China details plans to stimulate consumer spending

Chinese drivers who trade in older cars for newer models will be eligible for subsidies, as will rural households who buy insulation and other materials for home renovations to improve energy efficiency. Entrance fees at scenic spots will be cut to promote tourism.

Those were some of a long list of measures the Chinese government detailed on Monday in an effort to stimulate consumer spending. Attempts by officials in Beijing to boost the economy have become more urgent as it has become clear that the recovery is slowing.

Li Chunlin, vice chairman of the National Development and Reform Commission, acknowledged at a news conference that consumers were cautious. “Some consumers lack confidence and have many concerns,” he said.

Property prices have fallen and many Chinese feel poorer and less willing to spend.
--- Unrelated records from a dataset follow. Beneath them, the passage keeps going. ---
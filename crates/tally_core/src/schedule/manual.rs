//! Deterministic tick source driven by explicit calls.
//!
//! Time only passes when the owner calls [`ManualScheduler::fire`] or
//! [`ManualScheduler::advance`], so timer behavior can be asserted without
//! wall-clock waits.

use crate::schedule::{ScheduleHandle, TickCallback, TickScheduler};
use std::collections::BTreeMap;
use std::sync::{Arc, Mutex, MutexGuard, PoisonError};
use std::time::Duration;

struct Registration {
    interval: Duration,
    pending: Duration,
    // Taken out while the callback runs outside the state lock.
    tick: Option<TickCallback>,
}

#[derive(Default)]
struct ManualState {
    next_id: u64,
    registrations: BTreeMap<u64, Registration>,
}

/// Manually advanced scheduler.
///
/// Clones share the same registrations. Callbacks run without the internal
/// lock held, so they may register or cancel on this scheduler.
#[derive(Clone, Default)]
pub struct ManualScheduler {
    inner: Arc<Mutex<ManualState>>,
}

impl ManualScheduler {
    pub fn new() -> Self {
        Self::default()
    }

    /// Number of registrations that have not been cancelled.
    pub fn active_registrations(&self) -> usize {
        lock(&self.inner).registrations.len()
    }

    /// Fires every active registration once, in registration order.
    ///
    /// Returns how many callbacks ran.
    pub fn fire(&self) -> usize {
        let due = {
            let state = lock(&self.inner);
            state
                .registrations
                .keys()
                .map(|id| (*id, 1))
                .collect::<Vec<_>>()
        };
        self.run_due(due)
    }

    /// Lets `elapsed` time pass for every active registration.
    ///
    /// Each registration fires once per whole interval accumulated so far;
    /// remainders carry over to the next call. Zero-interval registrations
    /// never fire here; use [`ManualScheduler::fire`] for them.
    pub fn advance(&self, elapsed: Duration) -> usize {
        let due = {
            let mut state = lock(&self.inner);
            let mut due = Vec::new();
            for (id, registration) in state.registrations.iter_mut() {
                if registration.interval.is_zero() {
                    continue;
                }
                registration.pending += elapsed;
                let mut count = 0;
                while registration.pending >= registration.interval {
                    registration.pending -= registration.interval;
                    count += 1;
                }
                if count > 0 {
                    due.push((*id, count));
                }
            }
            due
        };
        self.run_due(due)
    }

    /// Runs each due registration `count` times with the lock released.
    ///
    /// Registrations cancelled before their turn are skipped.
    fn run_due(&self, due: Vec<(u64, u64)>) -> usize {
        let mut fired = 0;
        for (id, count) in due {
            let taken = lock(&self.inner)
                .registrations
                .get_mut(&id)
                .and_then(|registration| registration.tick.take());
            let Some(mut tick) = taken else {
                continue;
            };

            for _ in 0..count {
                tick();
                fired += 1;
            }

            let orphaned = {
                let mut state = lock(&self.inner);
                match state.registrations.get_mut(&id) {
                    Some(registration) => {
                        registration.tick = Some(tick);
                        None
                    }
                    None => Some(tick),
                }
            };
            // Cancelled from inside its own callback.
            drop(orphaned);
        }
        fired
    }
}

impl TickScheduler for ManualScheduler {
    fn schedule_repeating(&self, interval: Duration, tick: TickCallback) -> ScheduleHandle {
        let id = {
            let mut state = lock(&self.inner);
            let id = state.next_id;
            state.next_id += 1;
            state.registrations.insert(
                id,
                Registration {
                    interval,
                    pending: Duration::ZERO,
                    tick: Some(tick),
                },
            );
            id
        };

        let inner = Arc::clone(&self.inner);
        ScheduleHandle::new(move || {
            let removed = lock(&inner).registrations.remove(&id);
            // Dropped after the guard: the callback may own handles of this
            // scheduler.
            drop(removed);
        })
    }
}

fn lock(inner: &Mutex<ManualState>) -> MutexGuard<'_, ManualState> {
    inner.lock().unwrap_or_else(PoisonError::into_inner)
}

#[cfg(test)]
mod tests {
    use super::ManualScheduler;
    use crate::schedule::{ScheduleHandle, TickScheduler};
    use std::sync::atomic::{AtomicU64, Ordering};
    use std::sync::{Arc, Mutex};
    use std::time::Duration;

    fn counting_tick(counter: &Arc<AtomicU64>) -> crate::schedule::TickCallback {
        let counter = Arc::clone(counter);
        Box::new(move || {
            counter.fetch_add(1, Ordering::SeqCst);
        })
    }

    #[test]
    fn advance_carries_partial_intervals() {
        let scheduler = ManualScheduler::new();
        let ticks = Arc::new(AtomicU64::new(0));
        let _handle = scheduler.schedule_repeating(Duration::from_secs(1), counting_tick(&ticks));

        assert_eq!(scheduler.advance(Duration::from_millis(600)), 0);
        assert_eq!(scheduler.advance(Duration::from_millis(600)), 1);
        assert_eq!(scheduler.advance(Duration::from_millis(2_800)), 3);
        assert_eq!(ticks.load(Ordering::SeqCst), 4);
    }

    #[test]
    fn cancelled_registration_no_longer_fires() {
        let scheduler = ManualScheduler::new();
        let ticks = Arc::new(AtomicU64::new(0));
        let handle = scheduler.schedule_repeating(Duration::from_secs(1), counting_tick(&ticks));

        assert_eq!(scheduler.fire(), 1);
        handle.cancel();
        assert_eq!(scheduler.active_registrations(), 0);
        assert_eq!(scheduler.fire(), 0);
        assert_eq!(ticks.load(Ordering::SeqCst), 1);
    }

    #[test]
    fn callback_can_cancel_and_register_on_same_scheduler() {
        let scheduler = ManualScheduler::new();
        let ticks = Arc::new(AtomicU64::new(0));
        let victim = scheduler.schedule_repeating(Duration::from_secs(1), counting_tick(&ticks));
        let victim = Arc::new(Mutex::new(Some(victim)));
        let spawned = Arc::new(Mutex::new(Vec::new()));

        let reentrant = scheduler.clone();
        let victim_slot = Arc::clone(&victim);
        let spawned_slot = Arc::clone(&spawned);
        let _driver = scheduler.schedule_repeating(
            Duration::from_secs(1),
            Box::new(move || {
                victim_slot.lock().unwrap().take();
                let handle = reentrant.schedule_repeating(Duration::from_secs(1), Box::new(|| {}));
                spawned_slot.lock().unwrap().push(handle);
            }),
        );

        // The victim fires first (registration order), then the driver
        // cancels it and registers a new one.
        assert_eq!(scheduler.advance(Duration::from_secs(1)), 2);
        assert_eq!(ticks.load(Ordering::SeqCst), 1);
        assert_eq!(scheduler.active_registrations(), 2);

        assert_eq!(scheduler.fire(), 2);
        assert_eq!(ticks.load(Ordering::SeqCst), 1);
        assert_eq!(spawned.lock().unwrap().len(), 2);
    }

    #[test]
    fn callback_cancelling_its_own_registration_is_released() {
        let scheduler = ManualScheduler::new();
        let own: Arc<Mutex<Option<ScheduleHandle>>> = Arc::new(Mutex::new(None));
        let slot = Arc::clone(&own);
        let handle = scheduler.schedule_repeating(
            Duration::from_secs(1),
            Box::new(move || {
                slot.lock().unwrap().take();
            }),
        );
        *own.lock().unwrap() = Some(handle);

        assert_eq!(scheduler.fire(), 1);
        assert_eq!(scheduler.active_registrations(), 0);
        assert_eq!(scheduler.fire(), 0);
    }

    #[test]
    fn zero_interval_is_skipped_by_advance() {
        let scheduler = ManualScheduler::new();
        let ticks = Arc::new(AtomicU64::new(0));
        let _handle = scheduler.schedule_repeating(Duration::ZERO, counting_tick(&ticks));

        assert_eq!(scheduler.advance(Duration::from_secs(5)), 0);
        assert_eq!(scheduler.fire(), 1);
    }
}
Youth unemployment hit 21.3 percent in June, leaving them and their nervous parents more cautious about spending. After two decades of sharp increases, wages have stagnated.

Economists have said policies are sorely needed to encourage Chinese consumers to spend, but they largely met the government’s plans with skepticism.
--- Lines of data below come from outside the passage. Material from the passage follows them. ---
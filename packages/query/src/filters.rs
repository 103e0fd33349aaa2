//! Filter criteria as assembled by the filter UI.
//!
//! The wire shape mirrors what the UI sends: lowercase strings, `"all"` as
//! the inactive sentinel for category/author/date range, and a sort key
//! where anything unrecognized means "most recent" (sort is a display
//! preference, never an error).

use serde::{Deserialize, Deserializer, Serialize};
use std::str::FromStr;

/// User-selected filter and sort criteria for one filtering pass.
#[derive(Debug, Clone, PartialEq, Serialize, Deserialize)]
#[serde(default)]
pub struct FilterSpec {
    /// Free-text search; empty means inactive.
    pub search: String,

    /// Requested tags (OR semantics); empty means inactive.
    pub tags: Vec<String>,

    /// Exact category name; `None` means all categories.
    #[serde(deserialize_with = "all_as_none")]
    pub category: Option<String>,

    /// Exact author display name; `None` means all authors.
    #[serde(deserialize_with = "all_as_none")]
    pub author: Option<String>,

    pub date_range: DateRange,

    pub sort_by: SortKey,
}

impl Default for FilterSpec {
    fn default() -> Self {
        Self {
            search: String::new(),
            tags: Vec::new(),
            category: None,
            author: None,
            date_range: DateRange::All,
            sort_by: SortKey::Recent,
        }
    }
}

impl FilterSpec {
    /// True when any narrowing predicate is active (sort alone does not
    /// count).
    pub fn has_active_filters(&self) -> bool {
        !self.search.is_empty()
            || !self.tags.is_empty()
            || self.category.is_some()
            || self.author.is_some()
            || self.date_range != DateRange::All
    }
}

/// Accept the UI's `"all"` sentinel (or an explicit null) as `None`.
fn all_as_none<'de, D>(deserializer: D) -> Result<Option<String>, D::Error>
where
    D: Deserializer<'de>,
{
    let value = Option::<String>::deserialize(deserializer)?;
    Ok(value.filter(|v| v != "all"))
}

/// How far back `created_at` may reach, relative to the reference time.
#[derive(Debug, Clone, Copy, PartialEq, Eq, Serialize, Deserialize)]
#[serde(rename_all = "lowercase")]
pub enum DateRange {
    All,
    Today,
    Week,
    Month,
    Quarter,
    Year,
}

/// Ordering applied after filtering.
#[derive(Debug, Clone, Copy, PartialEq, Eq, Serialize, Deserialize)]
#[serde(rename_all = "lowercase")]
pub enum SortKey {
    /// `created_at` descending. Default, and the fallback for anything
    /// unrecognized.
    Recent,
    /// `created_at` ascending.
    Oldest,
    /// Title ascending, case-insensitive.
    Title,
    /// Title descending, case-insensitive.
    #[serde(rename = "title-desc")]
    TitleDesc,
    /// `reply_count` descending (threads; missing counts as 0).
    Replies,
    /// `vote_count` descending (threads; missing counts as 0).
    Votes,
}

impl FromStr for SortKey {
    type Err = std::convert::Infallible;

    /// Total: unknown keys fall back to [`SortKey::Recent`].
    fn from_str(s: &str) -> Result<Self, Self::Err> {
        Ok(match s {
            "oldest" => SortKey::Oldest,
            "title" => SortKey::Title,
            "title-desc" => SortKey::TitleDesc,
            "replies" => SortKey::Replies,
            "votes" => SortKey::Votes,
            _ => SortKey::Recent,
        })
    }
}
The Development Commission, China’s top economic planning agency, did not specify how much national public spending would be provided to support the measures, meaning their costs are likely to fall to local budgets.

“These measures don’t make it look like the central government plans to pay for any of this,” said Michael Pettis, an economist at the Carnegie China Center.

With the exception of Beijing and Shanghai, as well as Guangdong and Fujian provinces, most of the local governments in China are in a precarious economic situation. Many are struggling to pay civil service wages and interest on debt, much less to pay for new consumer subsidies.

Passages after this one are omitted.